Zur jüngsten Entwicklung der NPD

Ergebnisse der Aktuellen Runde des DISS-Colloquiums 2004

von Martin Dietzsch

Phase 1: Vor dem Verbotsantrag [Ende der 90er Jahre]

  • In der 2. Hälfte der 90er Jahre öffnet sich die NPD unter ihrem Vorsitzenden Udo Voigt immer mehr gegenüber der Neonazi-Szene. Etliche Militante treten ein. Beispiel: Die Nationalen (Berlin/Brandenburg) – Der Organisationsname dieser Neonazi-Truppe wird sogar offizieller Zusatz zum NPD-Parteinamen. Eine Auswirkung ist die Modernisierung der Parteizeitung „Deutsche Stimme“ durch die de facto Fusion mit dem Neonazi-Blatt „Berlin-Brandenburger Zeitung“
  • Die alte ANS-Kaderstruktur und die unabhängigen Neonazis kooperieren eng mit der NPD. Die Partei stellt die Logistik, meldet Demonstrationen an, etc. In Sachsen gibt es eine sehr enge Zusammenarbeit von NPD-Kadern mit der kriminellen Vereinigung „Skinheads Sächsische Schweiz“ (SSS) [Die Gerichtsverfahren gegen diese Gruppe geraten zur Farce und tragen zum späteren NPD-Erfolg bei.]
  • Die NPD propagiert zu diesem Zeitpunkt zwar die 'Einheit der Rechten', allerdings unter einer Bedingung: nur unter Führung der NPD. Das steht zu diesem Zeitpunkt angesichts der damaligen relativen Schwäche der NPD für REPs, DVU, BFB, DP und andere nicht ernsthaft zur Debatte.

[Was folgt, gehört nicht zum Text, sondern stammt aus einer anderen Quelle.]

//! Accumulates diagnostics across a dialog body so one run reports every
//! bad directive.

use crate::error::{Diagnostic, ParseError};

/// Diagnostics recorded while processing a dialog or an asset section.
///
/// ```
/// # use rcgtk_parser::error::{Diagnostic, DiagnosticCollector, ErrorCode};
/// let mut collector = DiagnosticCollector::new();
/// collector.emit(
///     Diagnostic::warning("`IDC_FOO` is not a known identifier").with_code(ErrorCode::W001),
/// );
///
/// let warnings = collector.finish().expect("warnings alone do not fail");
/// assert_eq!(warnings.len(), 1);
/// ```
#[derive(Debug, Default)]
pub struct DiagnosticCollector {
    diagnostics: Vec<Diagnostic>,
    errors: usize,
}

impl DiagnosticCollector {
    pub fn new() -> Self {
        Self::default()
    }

    pub fn emit(&mut self, diagnostic: Diagnostic) {
        if diagnostic.severity().is_error() {
            self.errors += 1;
        }
        self.diagnostics.push(diagnostic);
    }

    pub fn has_errors(&self) -> bool {
        self.errors > 0
    }

    /// Everything emitted so far, in emission order.
    pub fn diagnostics(&self) -> &[Diagnostic] {
        &self.diagnostics
    }

    /// Ends collection.
    ///
    /// Returns the warnings when nothing fatal was emitted. Otherwise every
    /// diagnostic, warnings included, is returned inside the error so the
    /// report keeps the source order.
    pub fn finish(self) -> Result<Vec<Diagnostic>, ParseError> {
        match self.errors {
            0 => Ok(self.diagnostics),
            _ => Err(ParseError::new(self.diagnostics)),
        }
    }
}
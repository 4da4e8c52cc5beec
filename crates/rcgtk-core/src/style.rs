//! Style flag lists.
//!
//! Resource scripts combine window and control styles with `|`, for example
//! `WS_TABSTOP | NOT WS_VISIBLE`. [`StyleFlags`] splits such a list into
//! normalized tokens so membership checks do not depend on spacing.

use std::fmt;

/// A parsed `|`-joined style flag list.
///
/// Each token has its surrounding whitespace trimmed and inner whitespace
/// runs collapsed to a single space, so `NOT  WS_VISIBLE` and
/// `NOT WS_VISIBLE` compare equal. Empty tokens are dropped.
///
/// # Examples
///
/// ```
/// # use rcgtk_core::style::StyleFlags;
/// let flags = StyleFlags::parse("BS_AUTOCHECKBOX | WS_TABSTOP");
/// assert!(flags.contains(StyleFlags::AUTO_CHECKBOX));
/// assert!(flags.is_visible());
/// assert_eq!(flags.len(), 2);
/// ```
#[derive(Debug, Clone, Default, PartialEq, Eq)]
pub struct StyleFlags {
    flags: Vec<String>,
}

impl StyleFlags {
    /// Separator between flags.
    pub const SEPARATOR: char = '|';

    /// Marks an element hidden at startup.
    pub const NOT_VISIBLE: &'static str = "NOT WS_VISIBLE";

    /// Includes the element in the keyboard focus order.
    pub const TAB_STOP: &'static str = "WS_TABSTOP";

    /// Turns a button-class control into a checkbox.
    pub const AUTO_CHECKBOX: &'static str = "BS_AUTOCHECKBOX";

    /// Prevents editing of an edit control.
    pub const READ_ONLY: &'static str = "ES_READONLY";

    /// Parses a raw style argument.
    pub fn parse(raw: &str) -> Self {
        let flags = raw
            .split(Self::SEPARATOR)
            .map(|flag| flag.split_whitespace().collect::<Vec<_>>().join(" "))
            .filter(|flag| !flag.is_empty())
            .collect();
        Self { flags }
    }

    /// Returns `true` if `flag` is one of the tokens.
    pub fn contains(&self, flag: &str) -> bool {
        self.flags.iter().any(|candidate| candidate == flag)
    }

    /// Returns `true` unless the list hides the element.
    pub fn is_visible(&self) -> bool {
        !self.contains(Self::NOT_VISIBLE)
    }

    pub fn is_empty(&self) -> bool {
        self.flags.is_empty()
    }

    pub fn len(&self) -> usize {
        self.flags.len()
    }

    pub fn iter(&self) -> impl Iterator<Item = &str> {
        self.flags.iter().map(String::as_str)
    }
}

impl fmt::Display for StyleFlags {
    fn fmt(&self, f: &mut fmt::Formatter<'_>) -> fmt::Result {
        write!(f, "{}", self.flags.join(" | "))
    }
}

Phase 2: Verbotsantrag [Diskussion ab Sommer 2000, Antrag 2001]

  • Die gesamte übrige Rechte und große Teile der Militanten gehen auf Distanz zur NPD.
  • Die NPD rückt ihrerseits vorübergehend von überführten Gewalttätern in den eigenen Reihen ab (Beispiel: Thorsten Crämer, Schwelm. - Leitung eines bewaffneten Überfalls auf eine Mahnwache von ehemaligen KZ-Häftlingen) und stellt sie als Agents Provocateur des Verfassungsschutzes dar.
  • Nach anfänglicher Irritation wird jedoch schon bald ein Kurs der Frontalkonfrontation als Prozeßstrategie vor dem BVG gewählt. Allein die Schriftsätze der Verteidigung (von Horst Mahler) dürften ausreichen, um ein Verbot der Partei sachlich zu begründen.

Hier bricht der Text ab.